TEHRAN, 17 April 2003 — Iran will not acknowledge a non-Iraqi administration in Iraq, President Muhammad Khatami said yesterday after the weekly Cabinet session. The president rejected the idea of a US-led postwar system, saying he hoped the United States would leave Iraq as soon as possible to allow the Iraqis decide about their own political fate under the United Nations.

He also rejected the idea of holding a referendum on ties with the United States. “Holding a referendum on foreign policy issues has no meaning as the expedience of a country must be first evaluated and then decided upon,” Khatami told reporters. Former President Akbar Hashemi-Rafsanjani had proposed last week a referendum on future ties with the US after approval by the Parliament and then by supreme leader Ayatollah Ali Khamenei who has the final say on state affairs.
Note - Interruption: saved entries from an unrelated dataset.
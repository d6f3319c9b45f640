//! Mock LLM service for tests
//!
//! Returns queued responses in order and records every request.

use super::{LlmError, LlmRequest, LlmResponse, LlmService};
use async_trait::async_trait;
use std::collections::VecDeque;
use std::sync::Mutex;

pub struct MockLlmService {
    responses: Mutex<VecDeque<Result<LlmResponse, LlmError>>>,
    model_id: String,
    requests: Mutex<Vec<LlmRequest>>,
}

impl MockLlmService {
    pub fn new(model_id: impl Into<String>) -> Self {
        Self {
            responses: Mutex::new(VecDeque::new()),
            model_id: model_id.into(),
            requests: Mutex::new(Vec::new()),
        }
    }

    /// Queue a single-text-block response
    pub fn queue_text(&self, text: impl Into<String>) {
        self.queue_response(LlmResponse::from_text(text));
    }

    /// Queue a successful response
    pub fn queue_response(&self, response: LlmResponse) {
        self.responses.lock().unwrap().push_back(Ok(response));
    }

    /// Queue an error response
    pub fn queue_error(&self, error: LlmError) {
        self.responses.lock().unwrap().push_back(Err(error));
    }

    /// Get recorded requests
    pub fn recorded_requests(&self) -> Vec<LlmRequest> {
        self.requests.lock().unwrap().clone()
    }

    pub fn request_count(&self) -> usize {
        self.requests.lock().unwrap().len()
    }
}

#[async_trait]
impl LlmService for MockLlmService {
    async fn complete(&self, request: &LlmRequest) -> Result<LlmResponse, LlmError> {
        self.requests.lock().unwrap().push(request.clone());
        self.responses
            .lock()
            .unwrap()
            .pop_front()
            .unwrap_or_else(|| Err(LlmError::network("No mock response queued")))
    }

    fn model_id(&self) -> &str {
        &self.model_id
    }
}
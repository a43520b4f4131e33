//! Request predicates.
//!
//! [`HttpPredicate`] combines an optional protocol, method and URI template.
//! [`PrefixPredicate`] is a cheaper method + string prefix test that never
//! compiles a template.

use std::borrow::Cow;
use std::sync::Arc;

use http::Uri;
use tracing::warn;

use crate::error::Result;
use crate::query::{decode, parse_query};
use crate::request::{Method, RouteRequest, Variables, Version};
use crate::template::UriPathTemplate;

/// A boolean test over an incoming request.
///
/// Predicates are built once at route registration and then shared by every
/// thread dispatching requests, so implementations must be `Send + Sync`.
pub trait RequestPredicate: Send + Sync + std::fmt::Debug {
    /// Returns true if the request satisfies this predicate.
    fn test(&self, request: &dyn RouteRequest) -> bool;

    /// Extracts variables for a request.
    ///
    /// Returns `None` when there is nothing to extract. The default
    /// implementation never extracts anything.
    fn extract_variables(&self, _request: &dyn RouteRequest) -> Option<Arc<Variables>> {
        None
    }
}

/// Parses a raw request target, logging instead of failing.
fn parse_uri(raw: &str) -> Option<Uri> {
    match raw.parse::<Uri>() {
        Ok(uri) => Some(uri),
        Err(e) => {
            warn!(uri = raw, error = %e, "could not parse request uri");
            None
        }
    }
}

/// A predicate on protocol, method and URI template.
///
/// Every part is optional; a predicate with none of them matches every
/// request.
///
/// GET predicates match the template against the percent-decoded path
/// component only, and prefer query string variables over path variables.
/// Other methods match the raw request target as-is, query string included.
///
/// # Example
///
/// ```
/// use oxide_predicate::{HttpPredicate, Request, RequestPredicate};
///
/// let predicate = HttpPredicate::get("/users/{id}").unwrap();
/// let request = Request::get("/users/42");
/// assert!(predicate.test(&request));
///
/// let vars = predicate.extract_variables(&request).unwrap();
/// assert_eq!(vars.get("id"), Some("42"));
/// ```
#[derive(Debug)]
pub struct HttpPredicate {
    protocol: Option<Version>,
    method: Option<Method>,
    template: Option<UriPathTemplate>,
}

impl HttpPredicate {
    /// Creates a predicate from its optional parts.
    ///
    /// # Errors
    ///
    /// Fails if the template does not compile.
    pub fn new(
        template: Option<&str>,
        protocol: Option<Version>,
        method: Option<Method>,
    ) -> Result<Self> {
        let template = template.map(UriPathTemplate::new).transpose()?;
        Ok(Self {
            protocol,
            method,
            template,
        })
    }

    /// Creates a predicate that accepts any method and protocol.
    ///
    /// # Errors
    ///
    /// Fails if the template does not compile.
    pub fn any(template: &str) -> Result<Self> {
        Self::new(Some(template), None, None)
    }

    /// Creates a GET predicate.
    ///
    /// # Errors
    ///
    /// Fails if the template does not compile.
    pub fn get(template: &str) -> Result<Self> {
        Self::new(Some(template), None, Some(Method::Get))
    }

    /// Creates a POST predicate.
    ///
    /// # Errors
    ///
    /// Fails if the template does not compile.
    pub fn post(template: &str) -> Result<Self> {
        Self::new(Some(template), None, Some(Method::Post))
    }

    /// Creates a PUT predicate.
    ///
    /// # Errors
    ///
    /// Fails if the template does not compile.
    pub fn put(template: &str) -> Result<Self> {
        Self::new(Some(template), None, Some(Method::Put))
    }

    /// Creates a DELETE predicate.
    ///
    /// # Errors
    ///
    /// Fails if the template does not compile.
    pub fn delete(template: &str) -> Result<Self> {
        Self::new(Some(template), None, Some(Method::Delete))
    }

    /// Returns the protocol constraint.
    #[must_use]
    pub const fn protocol(&self) -> Option<Version> {
        self.protocol
    }

    /// Returns the method constraint.
    #[must_use]
    pub const fn method(&self) -> Option<Method> {
        self.method
    }

    /// Returns the compiled template, if any.
    #[must_use]
    pub const fn template(&self) -> Option<&UriPathTemplate> {
        self.template.as_ref()
    }

    fn is_get(&self) -> bool {
        self.method == Some(Method::Get)
    }

    /// The string the template is matched against.
    fn effective_path<'a>(&self, raw: &'a str) -> Cow<'a, str> {
        if self.is_get() {
            if let Some(uri) = parse_uri(raw) {
                return Cow::Owned(decode(uri.path()));
            }
        }
        Cow::Borrowed(raw)
    }

    /// Extracts variables from a raw request target.
    ///
    /// For GET predicates a non-empty query string wins: it is parsed and
    /// returned without consulting the template. Otherwise the template's
    /// path variables are returned, or `None` if there are none.
    #[must_use]
    pub fn extract_uri(&self, raw: &str) -> Option<Arc<Variables>> {
        let mut path = Cow::Borrowed(raw);

        if self.is_get() {
            if let Some(uri) = parse_uri(raw) {
                if let Some(vars) = uri.query().and_then(parse_query) {
                    return Some(Arc::new(vars));
                }
                path = Cow::Owned(decode(uri.path()));
            }
        }

        let vars = self.template.as_ref()?.match_path(&path);
        (!vars.is_empty()).then_some(vars)
    }
}

impl RequestPredicate for HttpPredicate {
    fn test(&self, request: &dyn RouteRequest) -> bool {
        self.protocol.is_none_or(|p| p == request.protocol())
            && self.method.is_none_or(|m| m == request.method())
            && self
                .template
                .as_ref()
                .is_none_or(|t| t.matches(&self.effective_path(request.uri())))
    }

    fn extract_variables(&self, request: &dyn RouteRequest) -> Option<Arc<Variables>> {
        self.extract_uri(request.uri())
    }
}

/// A predicate on method and a literal prefix of the request target.
///
/// The prefix is not anchored to a segment boundary: `/api` matches both
/// `/api/v1` and `/apix`.
#[derive(Debug, Clone, PartialEq, Eq)]
pub struct PrefixPredicate {
    method: Option<Method>,
    prefix: String,
}

impl PrefixPredicate {
    /// Creates a prefix predicate. A missing leading `/` is added.
    ///
    /// # Example
    ///
    /// ```
    /// use oxide_predicate::{Method, PrefixPredicate, Request, RequestPredicate};
    ///
    /// let predicate = PrefixPredicate::new("static", Some(Method::Get));
    /// assert_eq!(predicate.prefix(), "/static");
    /// assert!(predicate.test(&Request::get("/static/app.js")));
    /// ```
    pub fn new(prefix: &str, method: Option<Method>) -> Self {
        let prefix = if prefix.starts_with('/') {
            prefix.to_string()
        } else {
            format!("/{prefix}")
        };
        Self { method, prefix }
    }

    /// Creates a GET prefix predicate, handy for mapping a directory tree.
    pub fn get(prefix: &str) -> Self {
        Self::new(prefix, Some(Method::Get))
    }

    /// Returns the prefix.
    #[must_use]
    pub fn prefix(&self) -> &str {
        &self.prefix
    }

    /// Returns the method constraint.
    #[must_use]
    pub const fn method(&self) -> Option<Method> {
        self.method
    }
}

impl RequestPredicate for PrefixPredicate {
    fn test(&self, request: &dyn RouteRequest) -> bool {
        self.method.is_none_or(|m| m == request.method()) && request.uri().starts_with(&self.prefix)
    }
}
Two close associates of the head of the Iraqi National Congress, Ahmad Chalabi, proclaimed themselves leaders of the interim local government in Baghdad yesterday. Muhammad Mohsen Zubeidi was “elected” head of the provisional administration by an assembly of officials and religious leaders with the consent of US-led coalition forces, INC “General” Jaudat Obeidi told a news conference.

Obeidi said he had been selected mayor of Baghdad. “Our first duty will consist of forming committees to run the city” which has been left devastated by three weeks of war and a week of looting, Obeidi said. Obeidi, who said he had spent years in exile in the US state of Oregon, said broadcasts by Radio Baghdad were to resume Wednesday evening, which would permit the population to be informed of the new leadership and “give legitimacy” to the new administration.

He said the choice of two leaders for the city of Baghdad would be extended to the rest of Iraq “under the federal model” of the United States. “I want to serve the people and work to reestablish security,” he said.

Meanwhile, a top Iraqi Shiite opposition leader ended 23 years in exile in Iran and returned home yesterday to a rapturous welcome, his son said. Abdelaziz Hakim, deputy head of the Supreme Council for the Islamic Revolution in Iraq (SCIRI), arrived in the southern Iraqi city of Kut. He was apparently the first Iranian-backed Shiite opposition leader to return to Iraq since US-led forces toppled Iraqi President Saddam Hussein last week.

“Abdelaziz Hakim was given a warm welcome by thousands of people in Al-Kut upon his arrival early yesterday,” his son, Mohsen Hakim, told Reuters. Iranian television showed Abdelaziz Hakim being welcomed by supporters in the city, where the majority of the population is Shiite.

Shiites make up two-thirds of Iraq’s 26 million people, who include Sunni Muslims, Kurds and Christians. Mohsen Hakim said his father’s role would be “to restore peace and security”.

He did not elaborate. The Tehran-based SCIRI boycotted a meeting of Iraqi religious and political leaders that was held on Tuesday near the Iraqi city of Nassiriyah to map out the postwar political future of the country. “The meeting was not successful because it did not represent all the Iraqi groups,” Mohsen said.